In so doing, she reinvents and resituates - she calls into currency and prominence that experience as one of powerfully located and compelling political agency. More importantly, she interrogates, as bell hooks commands, "the idea that there is no meaningful connection between black experience and critical thinking about aesthetics or culture."2 hooks identifies in postmodern culture multiple opportunities to remake hierarchies and "provide occasion for new and varied forms of bonding". Particularly concerned with the 'world of the everyday', hooks writes:
Much postmodern engagement with culture emerges from the yearning to do intellectual work that connects with habits of being, forms of artistic expression, and aesthetics that inform the daily lives of writers and scholars as well as a mass population ... It's exciting to think, write, talk about, and create art that reflects passionate engagement with popular cultures, because this may well be 'the' central future location of resistance struggle, a meeting place where new and radical happenings can occur.3
Fraser's work is sited within a comparable appreciation of daily life. It manifests firstly as a series of printed t-shirts, each bearing the name of a tribal or language group on the front and the slogan 'cuztodians of the land since time began' on the back. Represented in this show are 11 language groups whose territories are located in what has become Queensland, from the Straits to the Southern Western border. Each group is represented not only by their mobs' name on a t-shirt but also by a member of that group photographed wearing the t-shirt. The photos are snapshots taken by friends, family and Fraser herself. It's obviously about connection, about the ties of family and culture: Fraser's use of 'cuz' in 'cuztodians' engages the vernacular of referring to community as family, as cousins, brothers, sisters. The connections are intricately formed and traced across land, skin, culture and time.

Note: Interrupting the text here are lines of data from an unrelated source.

//! `POST /api/analyze`: runs the speech-coach workflow for one recording and
//! relays its events to the caller as an SSE stream.
//!
//! A single producer task owns the only sender of the response channel. It
//! writes an initial `start` frame, maps every workflow event to a frame, and
//! always finishes with exactly one terminal frame (`complete` or `error`).
//! Dropping the sender ends the response body.

use crate::sse::{Complete, Progress, StreamEvent};
use crate::utils::ApiError;
use crate::workflow::{AnalysisMode, EventKind, WorkflowEvent, WorkflowParams, WorkflowSource};
use crate::AppState;
use anyhow::Result;
use axum::body::{Body, Bytes};
use axum::http::header;
use axum::response::{IntoResponse, Response};
use futures_util::StreamExt;
use std::sync::Arc;
use tokio::sync::mpsc;
use tokio_stream::wrappers::ReceiverStream;

const FALLBACK_STEP: &str = "processing";
const FALLBACK_PROGRESS: u8 = 50;
const FALLBACK_MESSAGE: &str = "Processing...";

fn default_voice_type() -> String {
    "default_male".to_string()
}

#[derive(Debug, Clone, serde::Deserialize)]
#[serde(rename_all = "camelCase")]
pub struct AnalyzeRequest {
    #[serde(default)]
    pub audio_url: Option<String>,
    #[serde(default)]
    pub project_id: Option<String>,
    #[serde(default)]
    pub mode: AnalysisMode,
    #[serde(default = "default_voice_type")]
    pub voice_type: String,
    #[serde(default)]
    pub question: Option<String>,
}

impl AnalyzeRequest {
    fn into_params(self, session_id: &str) -> Result<WorkflowParams, ApiError> {
        let audio_url = match self.audio_url {
            Some(url) if !url.trim().is_empty() => url,
            _ => return Err(ApiError::invalid_request("audioUrl is required")),
        };
        Ok(WorkflowParams {
            session_id: session_id.to_string(),
            audio_url,
            mode: self.mode,
            voice_type: self.voice_type,
            question: self.question.filter(|q| !q.is_empty()),
            project_id: self.project_id.filter(|p| !p.is_empty()),
        })
    }
}

/// Maps one workflow event to the frame sent for it.
fn frame_for(event: WorkflowEvent, session_id: &str) -> StreamEvent {
    let state = event.state;
    match event.kind {
        EventKind::Progress => {
            let latest = state.latest_message();
            let progress = latest
                .and_then(|m| m.progress)
                .map(|p| p.clamp(0.0, 100.0).round() as u8)
                .unwrap_or(FALLBACK_PROGRESS);
            StreamEvent::Progress(Progress {
                step: latest.and_then(|m| m.step.clone()).unwrap_or_else(|| FALLBACK_STEP.into()),
                progress,
                message: latest
                    .and_then(|m| m.message.clone())
                    .unwrap_or_else(|| FALLBACK_MESSAGE.into()),
                session_id: session_id.to_string(),
            })
        }
        EventKind::Complete => match state.analysis_result {
            Some(analysis_result) => StreamEvent::Complete(Complete {
                session_id: session_id.to_string(),
                transcript: state.transcript,
                analysis_result: Some(analysis_result),
                improved_script: state.improved_script,
                improved_audio_url: state.improved_audio_url,
            }),
            None => StreamEvent::error("STREAM_ERROR", "workflow ended without a result", session_id),
        },
        EventKind::Error => {
            let (code, message) = match state.error {
                Some(e) => (e.code, e.message),
                None => (None, None),
            };
            StreamEvent::error(
                code.unwrap_or_else(|| "UNKNOWN_ERROR".into()),
                message.unwrap_or_else(|| "An unknown error occurred".into()),
                session_id,
            )
        }
    }
}

/// Writes frames for one session and refuses anything after the terminal one.
struct SessionWriter {
    session_id: String,
    tx: mpsc::Sender<Result<Bytes, std::io::Error>>,
    finished: bool,
    disconnected: bool,
}

impl SessionWriter {
    fn new(session_id: String, tx: mpsc::Sender<Result<Bytes, std::io::Error>>) -> Self {
        Self { session_id, tx, finished: false, disconnected: false }
    }

    async fn send(&mut self, event: StreamEvent) -> Result<()> {
        if self.finished {
            tracing::debug!(event = event.name(), "dropping frame after terminal event");
            return Ok(());
        }
        let frame = event.encode()?;
        if event.is_terminal() {
            self.finished = true;
            let code = match &event {
                StreamEvent::Error(f) => f.code.as_str(),
                _ => "",
            };
            crate::metrics::analyze::TERMINAL_FRAMES.with_label_values(&[event.name(), code]).inc();
        }
        if self.tx.send(Ok(frame)).await.is_err() {
            self.disconnected = true;
            anyhow::bail!("client disconnected")
        }
        Ok(())
    }

    /// Best-effort terminal error, used on the fault paths.
    async fn fail(&mut self, code: &str, message: String) {
        if self.finished || self.disconnected {
            return;
        }
        let event = StreamEvent::error(code, message, &self.session_id);
        if let Err(err) = self.send(event).await {
            tracing::debug!(?err, "could not deliver terminal error");
        }
    }
}

async fn pump(
    workflow: &dyn WorkflowSource,
    params: WorkflowParams,
    writer: &mut SessionWriter,
) -> Result<()> {
    let session_id = writer.session_id.clone();
    writer
        .send(StreamEvent::Progress(Progress {
            step: "start".to_string(),
            progress: 0,
            message: "Starting analysis...".to_string(),
            session_id: session_id.clone(),
        }))
        .await?;

    let mut events = workflow.start(params);
    while let Some(event) = events.next().await {
        writer.send(frame_for(event?, &session_id)).await?;
        if writer.finished {
            break;
        }
    }
    if !writer.finished {
        let event = StreamEvent::error("STREAM_ERROR", "workflow ended without a result", &session_id);
        writer.send(event).await?;
    }
    Ok(())
}

/// Drives one analysis session to its terminal frame.
async fn run_session(
    workflow: Arc<dyn WorkflowSource>,
    params: WorkflowParams,
    max_duration: std::time::Duration,
    mut writer: SessionWriter,
) -> Result<()> {
    let started = std::time::Instant::now();
    crate::metrics::analyze::OPEN_STREAMS.inc();
    match tokio::time::timeout(max_duration, pump(workflow.as_ref(), params, &mut writer)).await {
        Ok(Ok(())) => {}
        Ok(Err(err)) => {
            tracing::warn!(?err, "analysis stream failed");
            writer.fail("STREAM_ERROR", err.to_string()).await;
        }
        Err(_) => {
            tracing::warn!(?max_duration, "analysis stream timed out");
            let msg = format!("analysis exceeded {}s", max_duration.as_secs());
            writer.fail("STREAM_TIMEOUT", msg).await;
        }
    }
    crate::metrics::analyze::OPEN_STREAMS.dec();
    crate::metrics::analyze::SESSION_DURATION.observe(started.elapsed().as_secs_f64());
    tracing::info!(disconnected = writer.disconnected, "analysis stream closed");
    Ok(())
}

pub async fn handler(
    axum::extract::State(state): axum::extract::State<AppState>,
    body: Bytes,
) -> Result<Response, ApiError> {
    let req: AnalyzeRequest = match serde_json::from_slice(&body) {
        Ok(req) => req,
        Err(err) => {
            crate::metrics::analyze::REJECTED.inc();
            return Err(ApiError::invalid_request(format!("invalid request body: {err}")));
        }
    };
    let session_id = uuid::Uuid::new_v4().to_string();
    let params = match req.into_params(&session_id) {
        Ok(params) => params,
        Err(err) => {
            crate::metrics::analyze::REJECTED.inc();
            return Err(err);
        }
    };
    crate::metrics::analyze::SESSIONS.inc();

    let span = tracing::info_span!("analyze", session_id = %session_id);
    span.in_scope(|| tracing::info!(mode = ?params.mode, "starting analysis stream"));

    let (tx, rx) = mpsc::channel(32);
    let writer = SessionWriter::new(session_id, tx);
    let max_duration = std::time::Duration::from_secs(state.config.stream.max_duration_s);
    let workflow = state.workflow.clone();
    tokio::spawn(tracing::Instrument::instrument(
        async move {
            if let Err(err) = run_session(workflow, params, max_duration, writer).await {
                tracing::error!(?err, "analysis session failed");
            }
        },
        span,
    ));

    let headers = [
        (header::CONTENT_TYPE, "text/event-stream"),
        (header::CACHE_CONTROL, "no-cache, no-transform"),
        (header::CONNECTION, "keep-alive"),
        (header::HeaderName::from_static("x-accel-buffering"), "no"),
    ];
    Ok((headers, Body::from_stream(ReceiverStream::new(rx))).into_response())
}
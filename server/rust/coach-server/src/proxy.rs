//! Catch-all `/api/*` reverse proxy to the backend.
//!
//! Only `Authorization` and `Content-Type` are forwarded. Event-stream
//! responses are relayed chunk by chunk as they arrive; everything else is
//! read in full and echoed with the backend status.

use crate::utils::ApiError;
use crate::AppState;
use axum::body::{Body, Bytes};
use axum::http::{header, HeaderMap, Method, Uri};
use axum::response::{IntoResponse, Response};

const FORWARDED_HEADERS: [header::HeaderName; 2] = [header::AUTHORIZATION, header::CONTENT_TYPE];

/// Backend URL for an inbound `/api/...` request, with the `/api` prefix removed.
pub fn target_url(backend_url: &str, uri: &Uri) -> String {
    let path = uri.path();
    let path = path.strip_prefix("/api").unwrap_or(path);
    let base = backend_url.trim_end_matches('/');
    match uri.query() {
        Some(q) if !q.is_empty() => format!("{base}{path}?{q}"),
        _ => format!("{base}{path}"),
    }
}

fn carries_body(method: &Method) -> bool {
    matches!(*method, Method::POST | Method::PUT | Method::PATCH)
}

fn is_multipart(headers: &HeaderMap) -> bool {
    headers
        .get(header::CONTENT_TYPE)
        .and_then(|v| v.to_str().ok())
        .is_some_and(|ct| ct.contains("multipart/form-data"))
}

fn build_request(
    client: &reqwest::Client,
    method: Method,
    url: &str,
    headers: &HeaderMap,
    body: Bytes,
) -> reqwest::RequestBuilder {
    let mut req = client.request(method.clone(), url);
    for name in FORWARDED_HEADERS.iter() {
        if let Some(value) = headers.get(name) {
            req = req.header(name.clone(), value.clone());
        }
    }
    if carries_body(&method) {
        // Multipart bodies go out byte for byte so the boundary in the
        // forwarded content type still matches.
        req = if is_multipart(headers) {
            req.body(body)
        } else {
            req.body(String::from_utf8_lossy(&body).into_owned())
        };
    }
    req
}

fn is_event_stream(resp: &reqwest::Response) -> bool {
    resp.headers()
        .get(header::CONTENT_TYPE)
        .and_then(|v| v.to_str().ok())
        .is_some_and(|ct| ct.contains("text/event-stream"))
}

pub async fn handler(
    axum::extract::State(state): axum::extract::State<AppState>,
    method: Method,
    uri: Uri,
    headers: HeaderMap,
    body: Bytes,
) -> Response {
    let url = target_url(&state.config.backend_url, &uri);
    crate::metrics::proxy::REQUESTS.with_label_values(&[method.as_str()]).inc();
    tracing::debug!(%method, %url, "proxying request");

    let resp = match build_request(&state.http, method, &url, &headers, body).send().await {
        Ok(resp) => resp,
        Err(err) => {
            tracing::warn!(?err, %url, "backend request failed");
            crate::metrics::proxy::ERRORS.inc();
            return ApiError::proxy().into_response();
        }
    };
    let status = resp.status();

    if is_event_stream(&resp) {
        crate::metrics::proxy::SSE_PASSTHROUGH.inc();
        let headers = [
            (header::CONTENT_TYPE, "text/event-stream"),
            (header::CACHE_CONTROL, "no-cache"),
            (header::CONNECTION, "keep-alive"),
        ];
        return (status, headers, Body::from_stream(resp.bytes_stream())).into_response();
    }

    let content_type = resp
        .headers()
        .get(header::CONTENT_TYPE)
        .and_then(|v| v.to_str().ok())
        .unwrap_or("application/json")
        .to_string();
    match resp.text().await {
        Ok(text) => (status, [(header::CONTENT_TYPE, content_type)], text).into_response(),
        Err(err) => {
            tracing::warn!(?err, %url, "failed to read backend response");
            crate::metrics::proxy::ERRORS.inc();
            ApiError::proxy().into_response()
        }
    }
}
use crate::error::AppError;
use config::{Config as Cfg, File};
use serde::de::DeserializeOwned;
use std::path::{Path, PathBuf};

/// Locate a service's `config/` directory.
///
/// Works both when the process runs from the service crate itself (tests,
/// `cargo run` inside the crate) and from the workspace root.
pub fn configuration_directory(service_dir: &str) -> Result<PathBuf, AppError> {
    let base_path = std::env::current_dir()?;

    if base_path.ends_with(service_dir) {
        Ok(base_path.join("config"))
    } else {
        Ok(base_path.join(service_dir).join("config"))
    }
}

/// Load typed settings from `<dir>/base.yaml` layered with `APP_` environment
/// overrides, e.g. `APP_SERVER__PORT=8080`.
///
/// `.env` is not read here; binaries load it once at startup.
pub fn load_settings<T: DeserializeOwned>(configuration_directory: &Path) -> Result<T, AppError> {
    let settings = Cfg::builder()
        .add_source(File::from(configuration_directory.join("base.yaml")).required(false))
        .add_source(
            config::Environment::with_prefix("APP")
                .prefix_separator("_")
                .separator("__"),
        )
        .build()?;

    Ok(settings.try_deserialize::<T>()?)
}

The t-shirts are predominantly blue with red and white text and stars across them - it's a jab at the star drenched flags of colonial powers, the drapery of a red, white and blue icon that flutters its signification of unlawful yet persistent occupation. It's a reminder of the Victorian figure of 'Australiana' - or more recently, Pauline Hansen - with the flag cloaking her lily-white shoulders. Stars lend themselves to other, equally powerful, readings as signs. Consider those persecuted and executed by the Nazi's with stars emblazoned on their clothing as symbols of their transgression or otherness: not only the yellow star on the lapels of coats worn by Jews but also pink and red stars for queers and commies. Consider those whose naming as 'stars' confers on them rights, accolades and glory far beyond those of ordinary folk. Consider too, the star as a symbol of life, illuminating our existence as suns. Their rays stretching across time since what western science calls the 'big bang' or what Indigenous people call 'the Dreamtime'. The cosmology implied in Fraser's work belies its sloganistic presentation - 'cuztodians of the land since time began' - positioning a sense of belonging within this grand macrocosm with pinpoint accuracy. For Fraser, the men and women who have agreed to wear and be photographed in these t-shirts are 'stars', a constellation of shining figures of blackness or blakness, guides with which to mark and navigate the way ahead. Inescapably, the t-shirts are like football jerseys and you can't help but feel that in adopting the uniform as a marker of difference, Fraser is rallying a team spirit.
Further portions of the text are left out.